Une mission européenne pour nettoyer l’espace
L’agence spatiale européenne ESA a signé un contrat avec une entreprise suisse nommée ClearSpace pour lancer en 2025 le tout premier satellite nettoyeur de l’Histoire.
Choisie parmi douze candidats, ClearSpace est composée d’ingénieurs issus de l’École polytechnique de Lausanne et a remporté ce contrat de 86 millions d’euros et sera accompagnée de partenaires venant de République tchèque, d’Allemagne, de Suède, de Pologne, du Royaume Uni, du Portugal et de Roumanie.

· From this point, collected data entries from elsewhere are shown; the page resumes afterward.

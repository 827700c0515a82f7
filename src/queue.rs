//! Redis-backed export job store.

use crate::job::{ExportJob, JobStatus};
use async_trait::async_trait;
use redis::{aio::ConnectionManager, AsyncCommands, Script};
use thiserror::Error;
use tracing::{debug, info};

/// Key prefix for job records. Clients poll these for status.
const JOB_KEY_PREFIX: &str = "snapstep:export:job";

/// Sorted set of pending job ids, scored by creation time in milliseconds.
const PENDING_KEY: &str = "snapstep:export:pending";

/// Compare-and-set claim: swap in the processing record only if the stored record is
/// still exactly the one the caller read.
///
/// KEYS[1] job record, KEYS[2] pending index.
/// ARGV[1] expected record, ARGV[2] processing record, ARGV[3] job id.
const CLAIM_SCRIPT: &str = r#"
if redis.call('GET', KEYS[1]) ~= ARGV[1] then
    return 0
end
redis.call('SET', KEYS[1], ARGV[2])
redis.call('ZREM', KEYS[2], ARGV[3])
return 1
"#;

/// Removes an id from the pending index unless its record is still a readable pending
/// job. A missing, finished or undecodable record leaves the index.
///
/// KEYS[1] job record, KEYS[2] pending index. ARGV[1] job id.
const DISCARD_SCRIPT: &str = r#"
local raw = redis.call('GET', KEYS[1])
if raw then
    local ok, job = pcall(cjson.decode, raw)
    if ok and type(job) == 'table' and job.status == 'pending' then
        return 0
    end
end
return redis.call('ZREM', KEYS[2], ARGV[1])
"#;

#[derive(Debug, Error)]
pub enum JobStoreError {
    #[error("job store unavailable: {0}")]
    Unavailable(String),
    #[error("corrupt job record {job_id}: {source}")]
    Corrupt {
        job_id: String,
        #[source]
        source: serde_json::Error,
    },
}

impl From<redis::RedisError> for JobStoreError {
    fn from(err: redis::RedisError) -> Self {
        JobStoreError::Unavailable(err.to_string())
    }
}

/// Persistence for [`ExportJob`] records.
///
/// `try_claim` is the single synchronisation point between workers: it must move a
/// job from pending to processing atomically, and return `true` to exactly one caller.
#[cfg_attr(test, mockall::automock)]
#[async_trait]
pub trait JobStore: Send + Sync {
    /// Ids of up to `limit` pending jobs, oldest first.
    async fn list_pending(&self, limit: usize) -> Result<Vec<String>, JobStoreError>;

    async fn try_claim(&self, job_id: &str) -> Result<bool, JobStoreError>;

    async fn load_job(&self, job_id: &str) -> Result<Option<ExportJob>, JobStoreError>;

    async fn save_job(&self, job: &ExportJob) -> Result<(), JobStoreError>;

    /// Stores a new pending job.
    async fn enqueue(&self, job: &ExportJob) -> Result<(), JobStoreError>;

    /// Drops `job_id` from the pending listing when its record is gone, no longer
    /// pending, or unreadable. A still-pending job is left alone.
    async fn discard_pending(&self, job_id: &str) -> Result<(), JobStoreError>;
}

fn job_key(job_id: &str) -> String {
    format!("{}:{}", JOB_KEY_PREFIX, job_id)
}

fn encode(job: &ExportJob) -> Result<String, JobStoreError> {
    serde_json::to_string(job).map_err(|source| JobStoreError::Corrupt {
        job_id: job.job_id.clone(),
        source,
    })
}

fn decode(job_id: &str, raw: &str) -> Result<ExportJob, JobStoreError> {
    serde_json::from_str(raw).map_err(|source| JobStoreError::Corrupt {
        job_id: job_id.to_string(),
        source,
    })
}

/// Job store on a shared Redis connection.
///
/// Each job is a JSON value under its own key, so a terminal status is always written
/// together with its output key or error message.
#[derive(Clone)]
pub struct RedisJobStore {
    conn: ConnectionManager,
    claim_script: Script,
    discard_script: Script,
}

impl RedisJobStore {
    pub fn new(conn: ConnectionManager) -> Self {
        Self {
            conn,
            claim_script: Script::new(CLAIM_SCRIPT),
            discard_script: Script::new(DISCARD_SCRIPT),
        }
    }

    /// Number of jobs waiting in the pending index.
    pub async fn pending_count(&self) -> Result<usize, JobStoreError> {
        let mut conn = self.conn.clone();
        let len: usize = conn.zcard(PENDING_KEY).await?;
        Ok(len)
    }

    async fn drop_from_index(&self, job_id: &str) -> Result<(), JobStoreError> {
        let mut conn = self.conn.clone();
        conn.zrem::<_, _, ()>(PENDING_KEY, job_id).await?;
        Ok(())
    }
}

#[async_trait]
impl JobStore for RedisJobStore {
    async fn list_pending(&self, limit: usize) -> Result<Vec<String>, JobStoreError> {
        if limit == 0 {
            return Ok(Vec::new());
        }
        let mut conn = self.conn.clone();
        let stop = isize::try_from(limit).unwrap_or(isize::MAX) - 1;
        let ids: Vec<String> = conn.zrange(PENDING_KEY, 0, stop).await?;
        Ok(ids)
    }

    async fn try_claim(&self, job_id: &str) -> Result<bool, JobStoreError> {
        let mut conn = self.conn.clone();
        let key = job_key(job_id);

        let raw: Option<String> = conn.get(&key).await?;
        let Some(raw) = raw else {
            debug!("Dropping stale pending entry: job_id={}", job_id);
            self.drop_from_index(job_id).await?;
            return Ok(false);
        };

        let mut job = decode(job_id, &raw)?;
        if !job.start_processing() {
            debug!("Job not pending: job_id={}, status={}", job_id, job.status);
            self.drop_from_index(job_id).await?;
            return Ok(false);
        }
        let claimed_json = encode(&job)?;

        let claimed: i32 = self
            .claim_script
            .key(&key)
            .key(PENDING_KEY)
            .arg(&raw)
            .arg(&claimed_json)
            .arg(job_id)
            .invoke_async(&mut conn)
            .await?;

        Ok(claimed == 1)
    }

    async fn load_job(&self, job_id: &str) -> Result<Option<ExportJob>, JobStoreError> {
        let mut conn = self.conn.clone();
        let raw: Option<String> = conn.get(job_key(job_id)).await?;
        raw.map(|json| decode(job_id, &json)).transpose()
    }

    async fn save_job(&self, job: &ExportJob) -> Result<(), JobStoreError> {
        let mut conn = self.conn.clone();
        let json = encode(job)?;
        let key = job_key(&job.job_id);

        let mut pipe = redis::pipe();
        pipe.atomic().set(&key, &json).ignore();
        if job.status == JobStatus::Pending {
            pipe.zadd(PENDING_KEY, &job.job_id, job.created_at.timestamp_millis())
                .ignore();
        } else {
            pipe.zrem(PENDING_KEY, &job.job_id).ignore();
        }
        pipe.query_async::<_, ()>(&mut conn).await?;

        debug!("Saved job: job_id={}, status={}", job.job_id, job.status);
        Ok(())
    }

    async fn enqueue(&self, job: &ExportJob) -> Result<(), JobStoreError> {
        self.save_job(job).await?;
        info!(
            "Enqueued job: job_id={}, guide_id={}, format={}",
            job.job_id, job.guide_id, job.format
        );
        Ok(())
    }

    async fn discard_pending(&self, job_id: &str) -> Result<(), JobStoreError> {
        let mut conn = self.conn.clone();
        let removed: i32 = self
            .discard_script
            .key(job_key(job_id))
            .key(PENDING_KEY)
            .arg(job_id)
            .invoke_async(&mut conn)
            .await?;
        if removed == 1 {
            info!("Dropped stale pending entry: job_id={}", job_id);
        }
        Ok(())
    }
}

#[cfg(test)]
mod tests {
    use super::*;
    use chrono::Utc;

    // These tests require a running Redis instance.
    // Run with: docker run -d -p 6379:6379 redis:7-alpine

    async fn store() -> RedisJobStore {
        let client = redis::Client::open("redis://127.0.0.1/").unwrap();
        let conn = ConnectionManager::new(client).await.unwrap();
        RedisJobStore::new(conn)
    }

    #[test]
    fn test_job_key_layout() {
        assert_eq!(job_key("abc"), "snapstep:export:job:abc");
    }

    #[tokio::test]
    #[ignore]
    async fn test_enqueue_then_claim_once() {
        let store = store().await;
        let job = ExportJob::new(1, 10, None, Utc::now());
        store.enqueue(&job).await.unwrap();

        let pending = store.list_pending(1000).await.unwrap();
        assert!(pending.contains(&job.job_id));

        assert!(store.try_claim(&job.job_id).await.unwrap());
        assert!(!store.try_claim(&job.job_id).await.unwrap());

        let loaded = store.load_job(&job.job_id).await.unwrap().unwrap();
        assert_eq!(loaded.status, JobStatus::Processing);
        let pending = store.list_pending(1000).await.unwrap();
        assert!(!pending.contains(&job.job_id));
    }

    #[tokio::test]
    #[ignore]
    async fn test_concurrent_claims_have_one_winner() {
        let store = store().await;
        let job = ExportJob::new(1, 11, None, Utc::now());
        store.enqueue(&job).await.unwrap();

        let (a, b) = tokio::join!(store.try_claim(&job.job_id), store.try_claim(&job.job_id));
        let winners = [a.unwrap(), b.unwrap()].iter().filter(|won| **won).count();
        assert_eq!(winners, 1);
    }

    #[tokio::test]
    #[ignore]
    async fn test_terminal_save_leaves_index() {
        let store = store().await;
        let mut job = ExportJob::new(1, 12, None, Utc::now());
        store.enqueue(&job).await.unwrap();
        assert!(store.try_claim(&job.job_id).await.unwrap());

        job.start_processing();
        job.mark_failed("Guide not found".to_string(), Utc::now());
        store.save_job(&job).await.unwrap();

        let loaded = store.load_job(&job.job_id).await.unwrap().unwrap();
        assert_eq!(loaded.status, JobStatus::Failed);
        assert_eq!(loaded.error_message.as_deref(), Some("Guide not found"));
    }

    #[tokio::test]
    #[ignore]
    async fn test_discard_pending_keeps_only_live_jobs() {
        let store = store().await;
        let mut conn = store.conn.clone();

        let live = ExportJob::new(1, 13, None, Utc::now());
        store.enqueue(&live).await.unwrap();
        store.discard_pending(&live.job_id).await.unwrap();
        assert!(store.list_pending(1000).await.unwrap().contains(&live.job_id));

        let ghost = uuid::Uuid::new_v4().to_string();
        conn.zadd::<_, _, _, ()>(PENDING_KEY, &ghost, 0).await.unwrap();
        store.discard_pending(&ghost).await.unwrap();

        let corrupt = uuid::Uuid::new_v4().to_string();
        conn.set::<_, _, ()>(job_key(&corrupt), "{not json").await.unwrap();
        conn.zadd::<_, _, _, ()>(PENDING_KEY, &corrupt, 0).await.unwrap();
        store.discard_pending(&corrupt).await.unwrap();

        let pending = store.list_pending(1000).await.unwrap();
        assert!(!pending.contains(&ghost));
        assert!(!pending.contains(&corrupt));
    }
}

Équipé d’une grosse pince, son satellite Clear-Space One servira à tester le concept de nettoyeur orbital sur une cible bien particulière : un élément de la fusée européenne Vega abandonné dans l’espace en 2013. Situé à huit cents kilomètres d’altitude, ce déchet pèse cent douze kilos et se déplace à 28 000 km/h… On imagine la complexité pour réaliser le rendez-vous, puis pour saisir l’objet au vol et l’entraîner vers la Terre où il se désintégrera en même temps que ClearSpace One.
Des millions de débris spatiaux tournent actuellement autour de la Terre ; des écailles de peinture capables de traverser un panneau solaire jusqu’aux vieux satellites hors d’usage, en passant par des boulons ou des éléments de fusée, on peut dire que ces débris menacent désormais la conquête de l’espace. Ils obligent régulièrement les opérateurs de la station spatiale internationale à effectuer des corrections de trajectoire pour éviter des collisions potentiellement catastrophiques. Ils doivent être pris en compte à chaque lancement de nouvelle fusée (cents tirs par an en moyenne) et sont un danger permanent pour les 4 880 satellites actuellement en orbite. Avec des entreprises comme SpaceX qui veulent lancer 40 000 petits satellites et la Chine qui multiplie les projets, on comprend que nettoyer l’espace devient urgent.
Cette problématique est connue depuis Spoutnik, le premier satellite lancé par les Russes en 1957. La pollution orbitale est d’ailleurs le sujet du film à succès Gravity qui décrit une catastrophe spatiale causée par une pluie de déchets déclenchant une spectaculaire réaction en chaîne (effet connu comme « syndrome de Kepler »).
Mais jamais une agence spatiale n’avait décidé de tenter une dépollution. C’est pourquoi ClearSpace One inaugure une étape importante de la conquête spatiale. L’ESA espère exploiter cette nouvelle compétence pour d’autres missions basées sur le principe de « l’abordage » d’un satellite par un autre. Corriger une orbite erronée, recharger en carburant, effectuer des réparations… toutes ces opérations permettraient de prolonger la durée de vie des satellites existants.
Bien sûr, cette compétence pourrait également servir à détruire un satellite ennemi dans une future guerre des étoiles ; à l’heure où les États-Unis, la Russie, la Chine et même l’Inde possèdent des missiles anti-satellites, il importe que les pays européens se dotent d’une capacité crédible en la matière.